Coverage of the stoush this week between the arrayed forces of palm oil — the Malaysian company IOI, and the Australian Food and Grocery Council — and Nick Xenophon over labelling of palm oil products has missed a major development in the sustainability self-regulation process for palm oil.

On Monday, the Malaysian Palm Oil Council fronted a Senate hearing into a bill initiated by Xenophon and the Greens to require labelling of products containing palm oil. Malaysia is the second biggest producer of palm oil and the Malaysian High Commissioner has supported the MPOC in its campaign against the bill. The council’s CEO, Dr Yusof Basiron, used his appearance to claim palm oil was produced sustainably and the labelling requirement would simply salve the consciences of Western elites while costing jobs in Malaysia.

Palm oil’s reputation for environmental and social destruction is so bad that the industry itself agreed to take part in a sustainability assessment process, the Roundtable on Sustainable Palm Oil, which includes producers, their major food industry customers and some NGOs. The Roundtable was established in 2004, and its secretariat is based in Kuala Lumpur.

Yesterday the Australian Food and Grocery Council joined in, attacking Xenophon over a numerical error — he had said Australia accounts for 3% of palm oil production when it’s 0.3% — and attacking the idea of mandatory labelling. “Ms Carnell said food labels need to be easy to comprehend and should only contain important product information relating to health, nutrition and safety,” said the release, which explained that the RSPO process enabled companies to purchase sustainable palm oil.

There was something missing, though, something neither the AFGC nor the Malaysian Palm Oil Council were saying. The council has close links with the Malaysian conglomerate IOI, one of the world’s biggest palm oil producers. The council’s chairman, Lee Yeow Chor, is group executive director of IOI.

Two weeks ago the RSPO issued a savage finding against IOI relating to its environmental and social practices in Sarawak in Malaysia, finding that IOI had breached two core membership mandates and suspending all certification for any of IOI’s activities. The company has been involved in a long-running dispute with a village community in Sarawak, in which it repeatedly trespassed and harvested palm oil without a licence.

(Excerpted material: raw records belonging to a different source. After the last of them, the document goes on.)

//! Frame-by-frame interpretation of touch input.
//!
//! The classifier never owns state: it reads the [`GestureSession`] and the
//! geometry of the active image and returns what the transform should do.

use std::time::Duration;

use tracing::debug;

use crate::consts::FIT_EPSILON;
use crate::geometry::{
    clamp_translation, distance, gesture_scale, scales_are_equal, zoom_about_centre, ImageSize,
    Point, Transform, Translate, Viewport,
};

use super::config::GestureConfig;
use super::session::GestureSession;
use super::types::{
    GestureDelta, GestureKind, MoveEffect, ReleaseDecision, ReleaseKind, Velocity,
};

/// Geometry of the active image that every classification needs.
#[derive(Clone, Copy, Debug)]
pub struct GestureContext<'a> {
    pub image: ImageSize,
    pub viewport: Viewport,
    pub resting: Transform,
    pub config: &'a GestureConfig,
}

impl GestureContext<'_> {
    fn clamp_scale(&self, scale: f32) -> f32 {
        scale.max(self.resting.scale).min(self.config.max_scale)
    }
}

/// Classify one move event and compute the live transform changes.
///
/// Pan and pinch are tracked independently: a two-finger move may both scale
/// and translate. Pinching zooms about the viewport centre. A second finger joining a one-finger session refreshes the
/// pinch baseline.
pub fn classify_move(
    session: &mut GestureSession,
    ctx: &GestureContext<'_>,
    touches: &[Point],
    delta: GestureDelta,
) -> MoveEffect {
    if session.touch_count() == 1 && touches.len() == 2 {
        session.refresh_baseline(touches);
    }

    let start = session.start();
    let config = ctx.config;
    let at_rest = scales_are_equal(start.scale, ctx.resting.scale);

    let mut scale = None;
    if touches.len() >= 2 {
        let current = distance(touches);
        match gesture_scale(current, session.initial_distance(), config.scale_multiplier) {
            Some(ratio) => {
                scale = Some(ctx.clamp_scale(ratio * start.scale));
                session.set_touch_count(touches.len());
            }
            None => debug!("Skipping pinch frame with zero initial distance"),
        }
    }

    let base = match scale {
        Some(scale) => zoom_about_centre(start.translate, start.scale, scale, ctx.viewport),
        None => start.translate,
    };

    let mut translate_x = None;
    let mut translate_y = None;
    let mut background_opacity = None;

    if !at_rest {
        translate_x = Some(base.x + delta.dx);
    }

    // Vertical movement only once the zoomed image is taller than the screen.
    if start.scale * ctx.image.height > ctx.viewport.height {
        translate_y = Some(base.y + delta.dy);
    }

    if at_rest && ctx.image.height * ctx.resting.scale < ctx.viewport.height {
        let opacity = (delta.dy * config.background_fade_per_px).abs();
        translate_y = Some(base.y + delta.dy);
        background_opacity = Some(opacity.min(1.0));
    }

    if scale.is_some() {
        translate_x.get_or_insert(base.x);
        translate_y.get_or_insert(base.y);
    }

    let scroll_enabled = delta.dy.abs() < config.freeze_scroll_distance;

    let kind = if scale.is_some() {
        GestureKind::Pinch
    } else if background_opacity.is_some() && delta.dy.abs() >= delta.dx.abs() {
        GestureKind::SwipeDismiss
    } else if at_rest {
        GestureKind::SwipePage
    } else {
        GestureKind::Pan
    };

    MoveEffect {
        kind,
        translate_x,
        translate_y,
        scale,
        background_opacity,
        scroll_enabled,
    }
}

/// Decide what a release means and where the transform should settle.
///
/// `live_scale` is the scale currently displayed (after any pinch).
pub fn classify_release(
    session: &GestureSession,
    ctx: &GestureContext<'_>,
    delta: GestureDelta,
    velocity: Velocity,
    live_scale: f32,
    now: Duration,
) -> ReleaseDecision {
    let start = session.start();
    let config = ctx.config;
    let is_tap = delta.is_zero() && scales_are_equal(start.scale, live_scale);

    let (kind, scale) = if is_tap {
        let within_window = session
            .previous_tap()
            .is_some_and(|tapped| now.saturating_sub(tapped) < config.double_tap_window());
        if within_window {
            let target = if scales_are_equal(ctx.resting.scale, live_scale) {
                ctx.clamp_scale(ctx.resting.scale * config.double_tap_scale)
            } else {
                ctx.resting.scale
            };
            (ReleaseKind::DoubleTap, target)
        } else {
            (ReleaseKind::Tap, live_scale)
        }
    } else {
        (ReleaseKind::Settle, live_scale)
    };

    let zoomed = zoom_about_centre(start.translate, start.scale, scale, ctx.viewport);
    let proposed = Translate::new(zoomed.x + delta.dx, zoomed.y + delta.dy);
    let translate = clamp_translation(proposed, scale, ctx.image, ctx.viewport);

    let at_rest = scales_are_equal(scale, ctx.resting.scale);
    let (kind, dismiss_y) = if kind == ReleaseKind::Settle
        && at_rest
        && velocity.vy.abs() >= config.dismiss_velocity
    {
        (
            ReleaseKind::Dismiss,
            Some(translate.y + config.dismiss_distance * velocity.vy),
        )
    } else {
        (kind, None)
    };

    let scroll_enabled = at_rest
        && (translate.x - ctx.resting.translate.x).abs() < FIT_EPSILON
        && (translate.y - ctx.resting.translate.y).abs() < FIT_EPSILON;

    debug!(?kind, scale, x = translate.x, y = translate.y, "Gesture released");

    ReleaseDecision {
        kind,
        scale,
        translate,
        dismiss_y,
        scroll_enabled,
    }
}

Major IOI customers such as Unilever and Nestlé are members of the AFGC. The international offices of the companies brushed off the RSPO finding, saying only they “may review” their continuing sourcing of source palm oil from IOI.

And neither the Malaysian Palm Oil Council nor the AFGC have seriously addressed why identifying palm oil products would either be so expensive or why it would be such a catastrophic blow to sales if consumers knew they were buying products that used palm oil. There are strong echoes here of the AFGC’s long-time opposition to mandatory labelling of all GM food, intended to enable parents to know whether they are feeding infants products containing GM soy below the arbitrary 2% threshold used by industry to prevent disclosure of regular “accidental contamination”. The AFGC used the “consumers will be confused and scared” argument on GM labelling as well.